Con críticas cuasimundiales a propósito de un torneo por venir y unas eliminatorias bajo mínimos, México se aposentó en Doha con mil fantasmas encima, un Martino discutido —más incluso que Osorio hace 4 años— y unas estrellas tocadas como Jiménez y otras fuera de circulación, a lo Corona, secando a Polonia y Lewandowski a tal punto que empezó a aprisionarse a sí mismo. No fue un torbellino que mareara a Szczęsny, pero jamás dio pelota por perdida con una presión y robo tal que Polonia no podía hilar una secuencia de pases decente, rogando porque el bota de oro fuese a agarrar la bola en medio de la cancha y llevarla bajo la camiseta al arco rival como si tuviera 8 años. Crímenes mucho mas grandes se ven en este Mundial. Y en Qatar. Los reales y los que se inventan.

La única muestra de peligro polaco surgió cuando un error atrás, en un espasmo de rebeldía atípica, costó a México uno de esos penales que ahora se marcan porque, al parecer, se debe. Y a tal punto estuvo fría e inconexa Polonia que Lewandowski, de profesión killer, erró el tiro ante un Guillermo Ochoa que se crece Copa del Mundo tras Copa del Mundo como si lo despertaran de un letargo regenerador listo para la gran cita. Los mundiales no los sufre en el cuerpo, sino que los asimila en la cabeza. 

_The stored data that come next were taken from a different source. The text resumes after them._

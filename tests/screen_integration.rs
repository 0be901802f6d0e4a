//! Integration tests for the app core: key handling, background loads and rendering

use std::sync::{Arc, Mutex};
use std::time::Duration;

use async_trait::async_trait;
use crossterm::event::{KeyCode, KeyEvent, KeyModifiers};
use ratatui::{backend::TestBackend, Terminal};
use serde_json::json;
use tokio::sync::Notify;

use mysetrun::api::TrainingApi;
use mysetrun::app::{draw_core, AppCore, AppState, StateManager};
use mysetrun::config::AppConfig;
use mysetrun::models::{
    CreateTrainingSessionRequest, MySetDetail, MySetSummary, PreviousSessionData, SaveAck,
};
use mysetrun::session::{SaveStatus, TrainingStep};
use mysetrun::{MysetError, Result};

#[derive(Default)]
struct FakeApi {
    fail_detail: bool,
    /// Saves wait here until notified
    save_gate: Option<Arc<Notify>>,
    saves: Mutex<Vec<CreateTrainingSessionRequest>>,
}

#[async_trait]
impl TrainingApi for FakeApi {
    async fn list_mysets(&self) -> Result<Vec<MySetSummary>> {
        Ok(serde_json::from_value(json!([
            {"id": 7, "name": "Push Day"},
            {"id": 8, "name": "Leg Day"}
        ]))?)
    }

    async fn fetch_myset(&self, id: i64) -> Result<MySetDetail> {
        if self.fail_detail {
            return Err(MysetError::Api {
                status: Some(404),
                message: "gone".into(),
            });
        }
        Ok(serde_json::from_value(json!({
            "id": id,
            "name": "Push Day",
            "workouts": [
                {"menu": "Bench Press", "type": "weight", "unit": "kg",
                 "sets": [{"weight": 60, "reps": 10}, {"weight": 65, "reps": 8}]}
            ]
        }))?)
    }

    async fn fetch_previous_session(&self, _id: i64) -> Result<Option<PreviousSessionData>> {
        Ok(None)
    }

    async fn save_session(
        &self,
        _id: i64,
        request: &CreateTrainingSessionRequest,
    ) -> Result<SaveAck> {
        if let Some(gate) = &self.save_gate {
            gate.notified().await;
        }
        self.saves.lock().unwrap().push(request.clone());
        Ok(SaveAck { success: true, id: Some(1) })
    }
}

fn key(code: KeyCode) -> KeyEvent {
    KeyEvent::new(code, KeyModifiers::NONE)
}

fn screen_text(core: &mut AppCore) -> String {
    let mut terminal = Terminal::new(TestBackend::new(80, 30)).unwrap();
    terminal.draw(|f| draw_core(f, core)).unwrap();
    terminal
        .backend()
        .buffer()
        .content
        .iter()
        .map(|cell| cell.symbol())
        .collect()
}

async fn loaded_core(api: Arc<FakeApi>) -> AppCore {
    let mut core = AppCore::new(AppConfig::default(), api);
    core.request_mysets();
    assert!(core.next_api_event().await);
    core
}

/// Open the first myset, start it and end the training right away
async fn core_at_finish(api: Arc<FakeApi>) -> AppCore {
    let mut core = loaded_core(api).await;
    core.handle_key(key(KeyCode::Enter)).unwrap();
    assert!(core.next_api_event().await);
    core.handle_key(key(KeyCode::Enter)).unwrap();
    core.handle_key(key(KeyCode::Esc)).unwrap();
    core.handle_key(key(KeyCode::Char('y'))).unwrap();
    assert_eq!(core.session().unwrap().step(), TrainingStep::Finish);
    core
}

#[tokio::test]
async fn test_list_loads_and_renders() {
    let mut core = loaded_core(Arc::new(FakeApi::default())).await;
    assert_eq!(*core.state(), AppState::Start);
    assert_eq!(core.start_screen().mysets().len(), 2);

    let text = screen_text(&mut core);
    assert!(text.contains("Push Day"));
    assert!(text.contains("Leg Day"));

    core.handle_key(key(KeyCode::Down)).unwrap();
    assert_eq!(core.start_screen().selected_myset().unwrap().name, "Leg Day");
}

#[tokio::test]
async fn test_guided_flow_saves_recorded_sets() {
    let api = Arc::new(FakeApi::default());
    let mut core = loaded_core(Arc::clone(&api)).await;

    core.handle_key(key(KeyCode::Enter)).unwrap();
    assert_eq!(*core.state(), AppState::Loading);
    assert!(core.next_api_event().await);
    assert_eq!(*core.state(), AppState::Training);
    assert_eq!(core.session().unwrap().step(), TrainingStep::Menu);
    assert!(screen_text(&mut core).contains("Bench Press"));

    // Menu -> first set, accept the planned values
    core.handle_key(key(KeyCode::Enter)).unwrap();
    assert_eq!(core.session().unwrap().step(), TrainingStep::Workout);
    core.handle_key(key(KeyCode::Enter)).unwrap();
    assert_eq!(core.session().unwrap().step(), TrainingStep::Interval);
    screen_text(&mut core);

    // Skip the rest, then overwrite reps of set 2
    core.handle_key(key(KeyCode::Char('s'))).unwrap();
    assert_eq!(core.session().unwrap().position().set, 1);
    core.handle_key(key(KeyCode::Tab)).unwrap();
    core.handle_key(key(KeyCode::Backspace)).unwrap();
    core.handle_key(key(KeyCode::Char('6'))).unwrap();
    core.handle_key(key(KeyCode::Enter)).unwrap();

    core.handle_key(key(KeyCode::Char('s'))).unwrap();
    assert_eq!(core.session().unwrap().step(), TrainingStep::Finish);
    assert!(screen_text(&mut core).contains("Training complete"));

    core.handle_key(key(KeyCode::Char('s'))).unwrap();
    assert_eq!(core.session().unwrap().finish().status, SaveStatus::Saving);
    assert!(core.next_api_event().await);

    // A successful save goes straight back to the list
    assert_eq!(*core.state(), AppState::Start);
    assert!(core.session().is_none());
    assert_eq!(core.start_screen().notice(), Some("Saved Push Day (record #1)"));

    let saves = api.saves.lock().unwrap().clone();
    assert_eq!(saves.len(), 1);
    let sets = &saves[0].workouts[0].sets;
    assert_eq!(sets.len(), 2);
    assert_eq!((sets[0].weight, sets[0].reps), (Some(60.0), Some(10)));
    assert_eq!((sets[1].weight, sets[1].reps), (Some(65.0), Some(6)));

    assert!(core.next_api_event().await);
    assert_eq!(core.start_screen().mysets().len(), 2);
    assert!(screen_text(&mut core).contains("Saved Push Day"));

    // Opening the next myset clears the banner
    core.handle_key(key(KeyCode::Enter)).unwrap();
    assert_eq!(core.start_screen().notice(), None);
}

#[tokio::test]
async fn test_load_failure_can_be_left() {
    let api = Arc::new(FakeApi {
        fail_detail: true,
        ..FakeApi::default()
    });
    let mut core = loaded_core(api).await;

    core.handle_key(key(KeyCode::Enter)).unwrap();
    assert!(core.next_api_event().await);
    assert_eq!(*core.state(), AppState::LoadFailed);
    assert!(core.load_screen().error().is_some());
    assert!(screen_text(&mut core).contains("no longer exists"));

    core.handle_key(key(KeyCode::Esc)).unwrap();
    assert_eq!(*core.state(), AppState::Start);
}

#[tokio::test]
async fn test_stale_session_load_is_dropped() {
    let mut core = loaded_core(Arc::new(FakeApi::default())).await;

    core.handle_key(key(KeyCode::Enter)).unwrap();
    let loading_epoch = core.epoch();
    // Leave before the response is applied
    core.handle_key(key(KeyCode::Esc)).unwrap();
    assert!(core.epoch() > loading_epoch);

    // The list reload and the late session load both arrive
    assert!(core.next_api_event().await);
    assert!(core.next_api_event().await);
    assert_eq!(*core.state(), AppState::Start);
    assert!(core.session().is_none());
}

#[tokio::test]
async fn test_end_training_needs_confirmation() {
    let mut core = loaded_core(Arc::new(FakeApi::default())).await;
    core.handle_key(key(KeyCode::Enter)).unwrap();
    assert!(core.next_api_event().await);
    core.handle_key(key(KeyCode::Enter)).unwrap();

    // From a set: a single Esc only opens the dialog
    core.handle_key(key(KeyCode::Esc)).unwrap();
    assert_eq!(core.session().unwrap().step(), TrainingStep::Workout);
    assert!(screen_text(&mut core).contains("End training?"));
    core.handle_key(key(KeyCode::Char('n'))).unwrap();
    assert_eq!(core.session().unwrap().step(), TrainingStep::Workout);
    assert!(!screen_text(&mut core).contains("End training?"));

    // From a rest: same dialog on `e`
    core.handle_key(key(KeyCode::Enter)).unwrap();
    assert_eq!(core.session().unwrap().step(), TrainingStep::Interval);
    core.handle_key(key(KeyCode::Char('e'))).unwrap();
    assert_eq!(core.session().unwrap().step(), TrainingStep::Interval);
    assert!(screen_text(&mut core).contains("End training?"));
    core.handle_key(key(KeyCode::Esc)).unwrap();
    assert_eq!(core.session().unwrap().step(), TrainingStep::Interval);

    core.handle_key(key(KeyCode::Esc)).unwrap();
    core.handle_key(key(KeyCode::Char('y'))).unwrap();
    assert_eq!(core.session().unwrap().step(), TrainingStep::Finish);
    assert_eq!(core.session().unwrap().summary().done_sets, 1);
}

#[tokio::test]
async fn test_quit_while_saving_cancels_the_save() {
    let gate = Arc::new(Notify::new());
    let api = Arc::new(FakeApi {
        save_gate: Some(Arc::clone(&gate)),
        ..FakeApi::default()
    });
    let mut core = core_at_finish(Arc::clone(&api)).await;

    core.handle_key(key(KeyCode::Char('s'))).unwrap();
    assert_eq!(core.session().unwrap().finish().status, SaveStatus::Saving);
    let saving_epoch = core.epoch();

    core.quit();
    assert!(core.should_quit());
    assert!(core.session().is_none());
    assert!(core.epoch() > saving_epoch);

    // The save never completes on its own, so only the cancel can produce this
    let arrived = tokio::time::timeout(Duration::from_secs(5), core.next_api_event())
        .await
        .expect("cancelled save reports back");
    assert!(arrived);
    assert!(core.session().is_none());
    assert!(core.should_quit());

    // Releasing the gate afterwards records nothing
    gate.notify_waiters();
    tokio::task::yield_now().await;
    assert!(api.saves.lock().unwrap().is_empty());
}

#[tokio::test]
async fn test_discard_returns_to_list() {
    let mut core = core_at_finish(Arc::new(FakeApi::default())).await;

    core.handle_key(key(KeyCode::Char('d'))).unwrap();
    assert!(screen_text(&mut core).contains("Discard this session?"));
    core.handle_key(key(KeyCode::Char('y'))).unwrap();
    assert_eq!(*core.state(), AppState::Start);
    assert!(core.session().is_none());
}

#[tokio::test]
async fn test_quit_keys() {
    let mut core = loaded_core(Arc::new(FakeApi::default())).await;
    core.handle_key(KeyEvent::new(KeyCode::Char('c'), KeyModifiers::CONTROL))
        .unwrap();
    assert!(core.should_quit());

    let mut core = loaded_core(Arc::new(FakeApi::default())).await;
    core.handle_key(key(KeyCode::Char('q'))).unwrap();
    assert!(core.should_quit());
}

#[test]
fn test_state_manager_transitions() {
    let mut state_manager = StateManager::new();
    assert_eq!(*state_manager.current_state(), AppState::Start);

    state_manager.transition_to(AppState::Loading);
    state_manager.transition_to(AppState::Training);
    assert_eq!(*state_manager.current_state(), AppState::Training);

    state_manager.go_back();
    assert_eq!(*state_manager.current_state(), AppState::Loading);
}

México, pues, volvió a presionar arriba, tras esa inyección de adrenalina que contó como un gol, para dejar sin juguete a los polacos. Alexis Vega se convirtió en un cuerpo extraño que prometía más de una rotura de cadera, pero cuando sucedía, los de Europa Central se multiplicaban por decenas como si fueran minions, frustrando las fuentes de inspiración mexicanas. De ahí que Martino lanzara al aparato a Raúl Jiménez, un futbolista que no ha sido el mismo desde aquella terrible lesión en la cabeza y que, aún arrastrando tales secuelas, logró posicionar con su juego de espaldas y su capacidad de agraciado minutero a unos compañeros que ya veían más claro el camino. Lozano se activó sobre el final y Antuna, aunque desacertado, vino a remarcar el peso de los costados. No fue el triunfo o la exhibición que colocaría a la selección con un pie en octavos, pero vaya si recordó que puede jugar un fútbol bastante más decente de lo anticipado.